70 anni di Repubblica

I primi giorni di giugno di 70 anni fa l’Italia, appena uscita dall’incubo della seconda guerra mondiale, compiva uno dei passi più importanti della sua storia diventando una repubblica.
Giovedì 6 giugno, nel numero 27 dell’anno 71esimo Il Corriere della Sera titolava in prima pagina “È nata la Repubblica Italiana” e gran parte dei cittadinierano consci di aver partecipato in maniera attiva alla storia del proprio paese.
Con la firma dell’armistizio, l’8 settembre 1943, l’Italia si trovò nel caos. Il Re Vittorio Emanuele III e il governo Badoglio fuggirono da Roma lasciando la nazione divisa: il nord, rimasto alleato dei tedeschi,  governato dalla Repubblica Sociale Italiana costituita dopo la fuga del Re e il sud con il regno d’Italia liberato grazie alle forze alleate, all’azione dei partigiani e dei cittadini insorti contro l’invasore.

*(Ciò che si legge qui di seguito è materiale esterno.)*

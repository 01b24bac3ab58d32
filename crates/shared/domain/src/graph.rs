//! Entity graphs written as one unit, and the kind-tagged read side.
//!
//! Insertion follows the foreign-key dependency order:
//!
//! ```text
//! Developer ──< Report ──< Task >── Project
//! ```
//!
//! Developer and Project are roots; Report needs the developer id; Task needs
//! both the report id and the project id.

use std::fmt;
use std::str::FromStr;

use serde::{Deserialize, Serialize};

use crate::constants::{KIND_DEVELOPER, KIND_PROJECT, KIND_RECORD, KIND_REPORT, KIND_TASK};
use crate::developer::{Developer, NewDeveloper};
use crate::error::{DomainError, DomainResult};
use crate::project::{NewProject, Project};
use crate::record::Record;
use crate::report::{NewReport, Report};
use crate::task::{NewTask, Task};

/// A report with its project and task, for a developer that is either written
/// in the same unit or already exists.
#[derive(Debug, Clone, PartialEq, Eq, Serialize, Deserialize)]
pub struct ReportDraft {
    pub project: NewProject,
    #[serde(default)]
    pub report: NewReport,
    pub task: NewTask,
}

impl ReportDraft {
    pub fn ensure_valid(&self) -> DomainResult<()> {
        self.project.ensure_valid()?;
        self.task.ensure_valid()
    }
}

/// The full four-entity graph accepted by the writer.
#[derive(Debug, Clone, PartialEq, Eq, Serialize, Deserialize)]
pub struct EntityGraph {
    pub developer: NewDeveloper,
    pub project: NewProject,
    #[serde(default)]
    pub report: NewReport,
    pub task: NewTask,
}

impl EntityGraph {
    pub fn new(developer: NewDeveloper, project: NewProject, task: NewTask) -> Self {
        Self {
            developer,
            project,
            report: NewReport,
            task,
        }
    }

    /// Validate every node; the first failure wins.
    pub fn ensure_valid(&self) -> DomainResult<()> {
        self.developer.ensure_valid()?;
        self.project.ensure_valid()?;
        self.task.ensure_valid()
    }

    /// Split off the developer so the rest can be written against its id.
    pub fn into_parts(self) -> (NewDeveloper, ReportDraft) {
        (
            self.developer,
            ReportDraft {
                project: self.project,
                report: self.report,
                task: self.task,
            },
        )
    }
}

/// Rows stored for a [`ReportDraft`].
#[derive(Debug, Clone, PartialEq, Eq, Serialize, Deserialize)]
pub struct WrittenReport {
    pub project: Project,
    pub report: Report,
    pub task: Task,
}

/// Rows stored for an [`EntityGraph`], with their assigned ids and timestamps.
#[derive(Debug, Clone, PartialEq, Eq, Serialize, Deserialize)]
pub struct WrittenGraph {
    pub developer: Developer,
    pub project: Project,
    pub report: Report,
    pub task: Task,
}

impl WrittenGraph {
    pub fn from_parts(developer: Developer, written: WrittenReport) -> Self {
        Self {
            developer,
            project: written.project,
            report: written.report,
            task: written.task,
        }
    }

    /// Id of the leaf row, which depends on every other row in the graph
    pub fn task_id(&self) -> i32 {
        self.task.id
    }
}

/// Kinds of entity the reader can fetch.
#[derive(Debug, Clone, Copy, PartialEq, Eq, Hash, Serialize, Deserialize)]
#[serde(rename_all = "lowercase")]
pub enum EntityKind {
    Developer,
    Project,
    Report,
    Task,
    Record,
}

impl EntityKind {
    pub fn as_str(&self) -> &'static str {
        match self {
            EntityKind::Developer => KIND_DEVELOPER,
            EntityKind::Project => KIND_PROJECT,
            EntityKind::Report => KIND_REPORT,
            EntityKind::Task => KIND_TASK,
            EntityKind::Record => KIND_RECORD,
        }
    }
}

impl fmt::Display for EntityKind {
    fn fmt(&self, f: &mut fmt::Formatter<'_>) -> fmt::Result {
        f.write_str(self.as_str())
    }
}

impl FromStr for EntityKind {
    type Err = DomainError;

    fn from_str(s: &str) -> Result<Self, Self::Err> {
        match s.to_ascii_lowercase().as_str() {
            KIND_DEVELOPER => Ok(EntityKind::Developer),
            KIND_PROJECT => Ok(EntityKind::Project),
            KIND_REPORT => Ok(EntityKind::Report),
            KIND_TASK => Ok(EntityKind::Task),
            KIND_RECORD => Ok(EntityKind::Record),
            other => Err(DomainError::UnknownKind(other.to_string())),
        }
    }
}

/// One stored row, tagged with its kind.
#[derive(Debug, Clone, PartialEq, Eq, Serialize, Deserialize)]
#[serde(tag = "kind", content = "row", rename_all = "lowercase")]
pub enum Entity {
    Developer(Developer),
    Project(Project),
    Report(Report),
    Task(Task),
    Record(Record),
}

impl Entity {
    pub fn kind(&self) -> EntityKind {
        match self {
            Entity::Developer(_) => EntityKind::Developer,
            Entity::Project(_) => EntityKind::Project,
            Entity::Report(_) => EntityKind::Report,
            Entity::Task(_) => EntityKind::Task,
            Entity::Record(_) => EntityKind::Record,
        }
    }

    pub fn id(&self) -> i32 {
        match self {
            Entity::Developer(row) => row.id,
            Entity::Project(row) => row.id,
            Entity::Report(row) => row.id,
            Entity::Task(row) => row.id,
            Entity::Record(row) => row.id,
        }
    }
}

#[cfg(test)]
mod tests {
    use super::*;
    use chrono::{Duration, TimeZone, Utc};

    fn graph() -> EntityGraph {
        let start = Utc.with_ymd_and_hms(2024, 5, 1, 9, 0, 0).unwrap();
        EntityGraph::new(
            NewDeveloper::new("John", "Doe"),
            NewProject::new("Website", "landing page"),
            NewTask {
                name: "Fix header".to_string(),
                developer_note: Some("sticky on mobile".to_string()),
                estimate_planned: 60,
                estimate_progress: 30,
                start_timestamp: start,
                end_timestamp: start + Duration::hours(1),
            },
        )
    }

    #[test]
    fn valid_graph_passes() {
        assert!(graph().ensure_valid().is_ok());
    }

    #[test]
    fn empty_first_name_is_rejected() {
        let mut g = graph();
        g.developer.first_name = String::new();
        assert_eq!(
            g.ensure_valid(),
            Err(DomainError::validation("First name must be 1-64 characters"))
        );
    }

    #[test]
    fn overlong_project_name_is_rejected() {
        let mut g = graph();
        g.project.name = "x".repeat(crate::MAX_NAME_LENGTH as usize + 1);
        assert_eq!(
            g.ensure_valid(),
            Err(DomainError::validation("Project name must be 1-64 characters"))
        );
    }

    #[test]
    fn name_at_column_limit_is_accepted() {
        let mut g = graph();
        g.developer.last_name = "y".repeat(crate::MAX_NAME_LENGTH as usize);
        assert!(g.ensure_valid().is_ok());
    }

    #[test]
    fn inverted_window_is_rejected() {
        let mut g = graph();
        g.task.end_timestamp = g.task.start_timestamp - Duration::hours(1);
        assert!(matches!(g.ensure_valid(), Err(DomainError::Validation(_))));
    }

    #[test]
    fn into_parts_keeps_payload() {
        let g = graph();
        let (developer, draft) = g.clone().into_parts();
        assert_eq!(developer, g.developer);
        assert_eq!(draft.project, g.project);
        assert_eq!(draft.task, g.task);
    }

    #[test]
    fn kind_parses_case_insensitively() {
        assert_eq!("Task".parse::<EntityKind>(), Ok(EntityKind::Task));
        assert_eq!("record".parse::<EntityKind>(), Ok(EntityKind::Record));
        assert_eq!(
            "invoice".parse::<EntityKind>(),
            Err(DomainError::UnknownKind("invoice".to_string()))
        );
    }

    #[test]
    fn entity_serializes_with_kind_tag() {
        let entity = Entity::Record(Record {
            id: 7,
            data: "payload".to_string(),
            created_at: Utc.with_ymd_and_hms(2024, 5, 1, 9, 0, 0).unwrap(),
        });
        let json = serde_json::to_value(&entity).unwrap();
        assert_eq!(json["kind"], "record");
        assert_eq!(json["row"]["id"], 7);
        assert_eq!(entity.kind(), EntityKind::Record);
    }
}
//! SeaORM entity definitions
//!
//! These are database-specific entities separate from domain models.

pub mod developer;
pub mod project;
pub mod record;
pub mod report;
pub mod task;
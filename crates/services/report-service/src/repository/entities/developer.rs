//! Developer database entity for SeaORM.

use sea_orm::entity::prelude::*;

use domain::Developer;

#[derive(Clone, Debug, PartialEq, Eq, DeriveEntityModel)]
#[sea_orm(table_name = "developers")]
pub struct Model {
    #[sea_orm(primary_key)]
    pub id: i32,
    #[sea_orm(column_name = "firstname")]
    pub first_name: String,
    pub last_name: String,
    pub created_at: DateTimeUtc,
    pub modified_at: DateTimeUtc,
    /// Soft delete timestamp (NULL = active, set = deleted)
    pub deleted_at: Option<DateTimeUtc>,
}

#[derive(Copy, Clone, Debug, EnumIter, DeriveRelation)]
pub enum Relation {
    #[sea_orm(has_many = "super::report::Entity")]
    Report,
}

impl Related<super::report::Entity> for Entity {
    fn to() -> RelationDef {
        Relation::Report.def()
    }
}

impl ActiveModelBehavior for ActiveModel {}

/// Convert database model to domain entity
impl From<Model> for Developer {
    fn from(model: Model) -> Self {
        Developer {
            id: model.id,
            first_name: model.first_name,
            last_name: model.last_name,
            created_at: model.created_at,
            modified_at: model.modified_at,
            deleted_at: model.deleted_at,
        }
    }
}
//! Task repository.

use sea_orm::{ActiveModelTrait, ConnectionTrait, EntityTrait, Set};

use super::entities::task::{ActiveModel, Entity as TaskEntity};
use common::{AppError, AppResult};
use domain::{NewTask, Task};

pub struct TaskRepository<'c, C> {
    conn: &'c C,
}

impl<'c, C: ConnectionTrait> TaskRepository<'c, C> {
    pub fn new(conn: &'c C) -> Self {
        Self { conn }
    }

    /// Insert a task under an existing report and project.
    pub async fn insert(&self, report_id: i32, project_id: i32, task: &NewTask) -> AppResult<Task> {
        let active_model = ActiveModel {
            report_id: Set(report_id),
            project_id: Set(project_id),
            name: Set(task.name.clone()),
            developer_note: Set(task.developer_note.clone()),
            estimate_planned: Set(task.estimate_planned),
            estimate_progress: Set(task.estimate_progress),
            start_timestamp: Set(task.start_timestamp),
            end_timestamp: Set(task.end_timestamp),
            ..Default::default()
        };

        let model = active_model
            .insert(self.conn)
            .await
            .map_err(|e| AppError::from_db("insert task", e))?;

        Ok(Task::from(model))
    }

    pub async fn find_by_id(&self, id: i32) -> AppResult<Option<Task>> {
        let result = TaskEntity::find_by_id(id)
            .one(self.conn)
            .await
            .map_err(|e| AppError::from_db("select task", e))?;

        Ok(result.map(Task::from))
    }
}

In questo marasma fu costituito il CLN, Comitato di Liberazione Nazionale, formato dai partiti antifascisti sciolti con decreto reale durante il ventennio. Questo comitato, al congresso di Bari del 1944, si candidava come nuovo governo della nazione chiedendo di assumere la guida del paese dopo l’abdicazione del Re al fine di uscire dal conflitto e garantire, a ostilità finite, un’assemblea costituente.
Con la liberazione di Roma, il 4 giugno 1944, Vittorio Emanuele III nominò il figlio Umberto “luogotenente d’Italia” in accordo con quella che è comunemente chiamata “la svolta di Salerno” in cui i partiti all’interno del CLN, accogliendo la proposta di Palmiro Togliatti, posticiparono la questione istituzionale a guerra finita in favore di un governo temporaneo tenuto dal principe Umberto.
 La conseguenza fu l’emanazione di due importanti decreti luogotenenziali: il primo fu il numero 151 del 25 giugno 1944 nel quale si dispose che, alla fine della guerra, fosse indetta una consulta in cui i cittadini avrebbero scelto la forma dello stato; l’altro fu il decreto numero 23 del 2 febbraio 1945 che estese il voto alle donne.
Il 9 maggio 1946 Vittorio Emanuele III si auto esiliò ad Alessandria d’Egitto abdicando in favore del figlio, che divenne Re Umberto II, il quale garantì di mantenere invariate le direttive circa la scelta della direzione governativa del paese. Il 2 e 3 giugno 1946 ebbe luogo il referendum a suffragio universale per scegliere se l’Italia sarebbe dovuta rimanere una monarchia o diventare una repubblica.
I voti furono 10’719’284 per la monarchia, 12'717’923 per la repubblica e 1'498'136 voti nulli.
L’Italia divenne così una repubblica e il suo primo presidente, seppur in forma provvisoria, fu Enrico De Nicola.
Sono ormai passati 70 anni da quegli eventi così importanti e decisivi nei quali la nostra Repubblica italiana ha conosciuto molti periodi difficili; alcuni l’hanno anche divisa in prima e seconda repubblica negli anni ’90, a seguito dei fatti di “mani pulite”, ma nonostante tutto è ancora una solida forma di Governo.
Come ogni anno la festeggiamo nel giorno in cui si decise tutto, il 2 Giugno, augurandoci e augurandovi una buona festa della repubblica.